- **Instructions to follow**
Please retype all the records below exactly as they read.

Saved data entries
--------------------
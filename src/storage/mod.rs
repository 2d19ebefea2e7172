//! # Storage Layer
//!
//! Reading catalogs and configuration from disk.
//!
//! ## Formats
//!
//! | Data | Format | Location |
//! |------|--------|----------|
//! | Catalog | Comma-separated, one course per line | `--catalog`, `$CATALOG_FILE` or `default_catalog` |
//! | Config | TOML | `~/.config/course-catalog/config.toml` or `--config` |
//!
//! ## Catalog Lines
//!
//! ```text
//! CSCI100,Introduction to Computer Science
//! CSCI101,Introduction to Programming in C++,CSCI100
//! CSCI300,Introduction to Algorithms,CSCI200,MATH201
//! ```
//!
//! Nothing is written back; the catalog lives in memory for one run.
//!
//! ## Key Types
//!
//! - [`CatalogLoader`] - Parses catalog text into a [`crate::domain::Catalog`]
//! - [`Config`] - User configuration

mod config;
mod loader;

pub use config::{Config, ConfigError, OutputFormat, DEFAULT_CATALOG_FILE};
pub use loader::{CatalogLoader, DuplicatePolicy, LoadError, NO_PREREQUISITE};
--------------------
- **Exercise solution**
filename src/storage/mod.rs
repository 2d19ebefea2e7172
//! # Storage Layer
//!
//! Reading catalogs and configuration from disk.
//!
//! ## Formats
//!
//! | Data | Format | Location |
//! |------|--------|----------|
//! | Catalog | Comma-separated, one course per line | `--catalog`, `$CATALOG_FILE` or `default_catalog` |
//! | Config | TOML | `~/.config/course-catalog/config.toml` or `--config` |
//!
//! ## Catalog Lines
//!
//! ```text
//! CSCI100,Introduction to Computer Science
//! CSCI101,Introduction to Programming in C++,CSCI100
//! CSCI300,Introduction to Algorithms,CSCI200,MATH201
//! ```
//!
//! Nothing is written back; the catalog lives in memory for one run.
//!
//! ## Key Types
//!
//! - [`CatalogLoader`] - Parses catalog text into a [`crate::domain::Catalog`]
//! - [`Config`] - User configuration

mod config;
mod loader;

pub use config::{Config, ConfigError, OutputFormat, DEFAULT_CATALOG_FILE};
pub use loader::{CatalogLoader, DuplicatePolicy, LoadError, NO_PREREQUISITE};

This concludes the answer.